DOUGLASVILLE, Ga. - The FOX 5 I-Team reveals a field drug test kit popular among law enforcement officers actually turned out to be wrong more than 140 times across our state.
And that's in just one year. False positives implicated innocent people, jailed for crimes like drug possession or drug trafficking when they really had things like air freshener or vitamins.
The disposable kits -- often called NIK tests -- cost around two dollars each. An officer in the field drops some of the suspicious substance into the packet, breaks three ampules of chemicals in a particular order and then watches to see whether the solution matches the color preprinted on the package. The biggest manufacturer of the kits is Sirchie International, based in North Carolina.
But even Sirchie says don't take their word for it. On every box is this warning: "ALL TEST RESULTS MUST BE CONFIRMED BY AN APPROVED ANALYTICAL LABORATORY!"
So how often does a lab reverse those field test findings? A lot more than you might think. The FOX 5 I-Team obtained every negative drug test report from the GBI Crime Lab in 2017, then researched to find out how many of those cases began with a positive NIK test. We confirmed 145 false positives, wrongly implicating Georgians of all races in all parts of our state. The field tests got it wrong 11 times for heroin, 24 times for ecstasy, 40 times for cocaine and 64 times for methamphetamines. The remainder involved false positives for other drugs like fentanyl, amphetamines, and codeine.
In each case, the charges were ultimately dropped. But the damage had already been done.
Douglas County sheriff's deputies pulled over a Villa Rica teenager one night for failure to maintain his lane. On dash cam video, you can see the deputy question why the 19-year-old seemed nervous. Turns out, the teenager had just to moved to Douglas County two weeks earlier. His father is a chaplain in the federal prison system; his mother, a school counselor.
"Is there anything in the car that's illegal?" the deputy asks.
"No, you can search it." the teenager replies.
Inside the SUV, deputies would find a scattering of white powdery flakes in a footlocker along with some purple gloves. They put the flakes in a field test kit. They said the results came back positive for methamphetamines.
"That powdery substance right there in your car showed a positive response from a field test for methamphetamines," the deputy points out.
"I have no idea what that was," replies the teenager. "How am I supposed to know?"
"It's in your vehicle, sir."
He would wind up in the Douglas County jail that night charged with felony drug possession. His mother can still remember the phone call.
"They say I have drugs. And mommy I don't have any drugs," Erika Keel recounted. "Mommy, I didn't do anything."

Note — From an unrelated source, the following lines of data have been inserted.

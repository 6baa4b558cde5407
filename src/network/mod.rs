//! Network Module
//!
//! Byte-stream transport plus a TCP server and client for remote queries.
//!
//! ## Architecture
//! - Single acceptor thread polling a cooperative shutdown flag
//! - One thread per connection, capped by `max_connections`
//! - Every request runs against its own read transaction

mod client;
mod connection;
mod server;
mod stream;

pub use client::Client;
pub use connection::Connection;
pub use server::{Server, ShutdownHandle};
pub use stream::{BinaryStream, NetworkStream};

The family says what the field test claimed was meth was likely cleaning supplies left over from moving their daughter into a new apartment. There was no other evidence of drug use in the SUV. It would take 18 months before the case was ultimately dropped... their son unable to get a summer job or travel out of state because of the pending felony. They say this was his first encounter with law enforcement.
"We need to make sure we have true evidence," Ms. Keel insisted. "And those test kits are not true evidence."

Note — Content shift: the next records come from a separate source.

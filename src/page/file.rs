//! File-backed page store.

use std::fs::{File, OpenOptions};
use std::io::{Read, Seek, SeekFrom, Write};
use std::path::{Path, PathBuf};
use std::sync::atomic::{AtomicU64, Ordering};

use parking_lot::Mutex;

use super::{PageStore, RESERVED_PAGES};
use crate::error::{ArchiveError, Result};
use crate::types::PageId;

/// Pages stored back to back in a single file
pub struct FilePageStore {
    /// Backing file; seek + read/write pairs must not interleave
    file: Mutex<File>,
    path: PathBuf,
    page_size: usize,
    read_only: bool,
    /// Next location `allocate` hands out
    next_page: AtomicU64,
}

impl FilePageStore {
    /// Create a new, empty file. Fails if the file already exists.
    pub fn create(path: &Path, page_size: usize) -> Result<Self> {
        let file = OpenOptions::new()
            .read(true)
            .write(true)
            .create_new(true)
            .open(path)?;

        tracing::trace!(path = %path.display(), page_size, "created page file");

        Ok(Self {
            file: Mutex::new(file),
            path: path.to_path_buf(),
            page_size,
            read_only: false,
            next_page: AtomicU64::new(RESERVED_PAGES),
        })
    }

    /// Open an existing file
    pub fn open(path: &Path, page_size: usize, read_only: bool) -> Result<Self> {
        let file = OpenOptions::new()
            .read(true)
            .write(!read_only)
            .open(path)?;

        let len = file.metadata()?.len();
        let pages = len.div_ceil(page_size as u64).max(RESERVED_PAGES);

        Ok(Self {
            file: Mutex::new(file),
            path: path.to_path_buf(),
            page_size,
            read_only,
            next_page: AtomicU64::new(pages),
        })
    }

    /// Read the leading bytes of a file without knowing its page size
    pub fn read_prefix(path: &Path, len: usize) -> Result<Vec<u8>> {
        let mut file = File::open(path)?;
        let mut buf = vec![0u8; len];
        let mut filled = 0;
        while filled < len {
            let n = file.read(&mut buf[filled..])?;
            if n == 0 {
                break;
            }
            filled += n;
        }
        buf.truncate(filled);
        Ok(buf)
    }

    pub fn path(&self) -> &Path {
        &self.path
    }

    fn offset(&self, page: PageId) -> u64 {
        page * self.page_size as u64
    }
}

impl PageStore for FilePageStore {
    fn page_size(&self) -> usize {
        self.page_size
    }

    fn read_page(&self, page: PageId) -> Result<Vec<u8>> {
        let mut buf = vec![0u8; self.page_size];
        let mut file = self.file.lock();
        file.seek(SeekFrom::Start(self.offset(page)))?;
        file.read_exact(&mut buf)?;
        tracing::trace!(page, "read page");
        Ok(buf)
    }

    fn write_page(&self, page: PageId, data: &[u8]) -> Result<()> {
        if self.read_only {
            return Err(ArchiveError::ReadOnlyViolation);
        }
        if data.len() > self.page_size {
            return Err(ArchiveError::Corruption(format!(
                "page image of {} bytes exceeds page size {}",
                data.len(),
                self.page_size
            )));
        }

        let mut buf = vec![0u8; self.page_size];
        buf[..data.len()].copy_from_slice(data);

        let mut file = self.file.lock();
        file.seek(SeekFrom::Start(self.offset(page)))?;
        file.write_all(&buf)?;
        tracing::trace!(page, "wrote page");
        Ok(())
    }

    fn allocate(&self) -> Result<PageId> {
        if self.read_only {
            return Err(ArchiveError::ReadOnlyViolation);
        }
        Ok(self.next_page.fetch_add(1, Ordering::SeqCst))
    }

    fn page_count(&self) -> u64 {
        self.next_page.load(Ordering::SeqCst)
    }

    fn flush(&self) -> Result<()> {
        if self.read_only {
            return Ok(());
        }
        let mut file = self.file.lock();
        file.flush()?;
        file.sync_data()?;
        Ok(())
    }

    fn is_read_only(&self) -> bool {
        self.read_only
    }
}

Georgia Tech police stopped a man for driving with a suspended registration. They found a small clear packet of white balls inside his car. On the dashcam video, they question the driver.
"What's in the dime bag?"
"Sir you can test it. I promise it's not anything. I have these gold teeth from a Halloween store. And that's what it is under the box. I promise you."
They tested it all right. Twice. According to the officer's reading of the NIK test, what the driver insisted was packing material came back positive for ecstasy. That driver went to jail on felony possession with intent to distribute.... charges later dropped when the Crime Lab found "no controlled substances." In August, Georgia Tech police stopped using field tests.
Our investigation discovered departments across Georgia making felony arrests based on the test results, even though the suspect insisted what tested positive for drugs was actually drywall... soap... religious sand... weight gain powder... air freshener... candle wax.
Each time, the state lab ultimately determined no controlled substances. All charges dismissed.
Last year, the Douglas County sheriff's office bought a $30,000 handheld mass spectrometer to test for suspicious drugs in the field, reducing their dependence on the NIK tests.
Sgt. Jesse Hambrick began working drugs 25 years ago, employing field test kits hundreds of times. While he won't second-guess his deputy's actions the night that Villa Rica teenager was arrested, he agrees it's a mistake for cops to hang all their probable cause on a two-dollar test kit.
"As a narcotics investigator, that kit only confirms what I already know," Hambrick pointed out. "But if we have officers out there who aren't sure what they know and using that kit to confirm their suspicions, I mean that's a whole different mentality."
A mentality that forgets the pain of the words felony drug arrest.